Stephen Curry retrocedió de pura alegría. Saltó, gritó y dejó que la pelota volara desde cualquier rincón de la cancha con esa sensación que tiene cuando no hay forma de que el lanzamiento se vaya fuera, firme, incluso con la mano de un defensor en su cara.
Curry deslumbró y superó a LeBron James en un duelo en el que las dos superestrellas intercambiaron grandes canastas y celebraciones.
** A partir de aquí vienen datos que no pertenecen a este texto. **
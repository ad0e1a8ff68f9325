mod draft;

use std::fs::{self, File, OpenOptions};
use std::path::{Path, PathBuf};
use std::sync::Mutex;
use std::time::Duration;

use anyhow::{Context, Result};
use clap::{Parser, Subcommand};
use composer_api::CompositionClient;
use composer_tui::TuiConfig;
use composer_types::{CompositionPayload, ValidationPolicy};
use serde_json::{Map, Value, json};
use tracing::info;
use tracing_subscriber::EnvFilter;

use crate::draft::load_draft;

/// Overrides where the terminal form writes its log.
const LOG_PATH_ENV: &str = "COMPOSER_LOG_PATH";

#[derive(Debug, Parser)]
#[command(name = "composer", version, about = "Compose service relations and submit them to the composition server")]
struct Cli {
    /// Server base URL [env: COMPOSER_BASE_URL, default: http://127.0.0.1:8080]
    #[arg(long, value_name = "URL", global = true)]
    base_url: Option<String>,

    /// Request timeout in seconds
    #[arg(long, value_name = "SECS", default_value_t = 30, global = true)]
    timeout: u64,

    /// Reject on_value relations without an expected value
    #[arg(long, global = true)]
    require_expected_value: bool,

    /// Composition draft (JSON, request body shape)
    #[arg(long, value_name = "FILE", global = true)]
    draft: Option<PathBuf>,

    #[command(subcommand)]
    command: Option<Command>,
}

#[derive(Debug, Subcommand)]
enum Command {
    /// Validate the draft and print the request that would be sent
    Preview,
    /// Validate and submit the draft, then print the server status
    Submit,
}

#[tokio::main]
async fn main() -> Result<()> {
    let cli = Cli::parse();
    init_tracing(cli.command.is_none());

    let client = build_client(&cli)?;
    let policy = ValidationPolicy {
        require_expected_value: cli.require_expected_value,
    };
    let draft = cli.draft.as_deref().map(load_draft).transpose()?;

    // No subcommand => TUI
    let Some(command) = cli.command else {
        return composer_tui::run(TuiConfig { client, policy, draft }).await;
    };

    let payload = draft.context("this command needs --draft FILE")?;
    payload.validate(&policy).context("draft cannot be submitted")?;

    match command {
        Command::Preview => {
            let preview = preview_request(&client, &payload)?;
            println!("{}", serde_json::to_string_pretty(&preview)?);
        }
        Command::Submit => {
            info!(relations = payload.compositions.len(), "submitting draft");
            let response = client
                .save_composition(&payload)
                .await
                .with_context(|| format!("failed to submit composition to {}", client.save_composition_url()))?;
            println!("{}", response.status);
        }
    }
    Ok(())
}

fn build_client(cli: &Cli) -> Result<CompositionClient> {
    let timeout = Duration::from_secs(cli.timeout);
    let client = match cli.base_url.as_deref() {
        Some(base_url) => CompositionClient::new(base_url, timeout),
        None => CompositionClient::from_env(timeout),
    };
    client.context("invalid composition server configuration")
}

/// Describe the exact request `submit` would send.
fn preview_request(client: &CompositionClient, payload: &CompositionPayload) -> Result<Value> {
    let request = client.build_save_request(payload)?;
    let headers = request
        .headers()
        .iter()
        .map(|(name, value)| {
            let value = value.to_str().unwrap_or_default().to_string();
            (name.as_str().to_string(), Value::String(value))
        })
        .collect::<Map<String, Value>>();
    let body = request
        .body()
        .and_then(|body| body.as_bytes())
        .map(serde_json::from_slice::<Value>)
        .transpose()?
        .unwrap_or(Value::Null);

    Ok(json!({
        "method": request.method().as_str(),
        "url": request.url().as_str(),
        "headers": headers,
        "body": body,
    }))
}

/// Logs go to a file while the terminal form owns the screen, otherwise to
/// stderr. `RUST_LOG` overrides the default `info` filter.
fn init_tracing(interactive: bool) {
    let filter = EnvFilter::try_from_default_env().unwrap_or_else(|_| EnvFilter::new("info"));
    let builder = tracing_subscriber::fmt().with_env_filter(filter).with_target(true);

    let _ = if interactive {
        match open_tui_log(log_file_path()) {
            Ok(file) => builder.with_ansi(false).with_writer(Mutex::new(file)).try_init(),
            Err(error) => {
                // Still on the normal screen here; the form has not started
                eprintln!("composer: logging disabled: {error:#}");
                Ok(())
            }
        }
    } else {
        builder.with_writer(std::io::stderr).try_init()
    };
}

fn log_file_path() -> Option<PathBuf> {
    match std::env::var_os(LOG_PATH_ENV) {
        Some(path) if !path.is_empty() => Some(PathBuf::from(path)),
        _ => dirs_next::cache_dir().map(|dir| dir.join("composer").join("composer.log")),
    }
}

fn open_tui_log(path: Option<PathBuf>) -> Result<File> {
    let path = path.with_context(|| format!("no cache directory found; set {LOG_PATH_ENV}"))?;
    open_log_file(&path).with_context(|| format!("cannot open log file {}", path.display()))
}

fn open_log_file(path: &Path) -> std::io::Result<File> {
    if let Some(parent) = path.parent() {
        fs::create_dir_all(parent)?;
    }
    OpenOptions::new().create(true).append(true).open(path)
}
Curry batió un récord de triples en la final de la NBA con 9 y terminó con 33 puntos, guiando a los Warriors a un triunfo el domingo por 122-103 sobre los Cavaliers de Cleveland.
Golden State tiene una ventaja de 2-0 en la lucha por el anillo de campeón.
“Una noche muy especial”, manifestó Curry. “Y espero que pasen más cosas especiales y que logremos dos victorias más”.
Kevin Durant encontró su ritmo y convirtió 26 tantos, capturó nueve rebotes y repartió 7 asistencias, además de asumir buena parte de la defensa contra James.
Klay Thompson, que jugó con una contusión en la pierna izquierda, aportó 20 puntos para dar al campeón vigente una renta de dos victorias para repetir un título del que hablan desde el inicio de la temporada el pasado otoño.
Tras su brillante actuación en el inicio de la serie, cuando encestó 51 puntos, James tuvo un rendimiento más discreto con 29 puntos, 13 asistencias y 9 tableros el domingo, en un juego más pausado, mucho más desigual y menos dramático que el primero.
“Queremos seguir siendo incómodos”, dijo James. “Solo porque nos vayamos a casa no significa que podamos relajarnos”.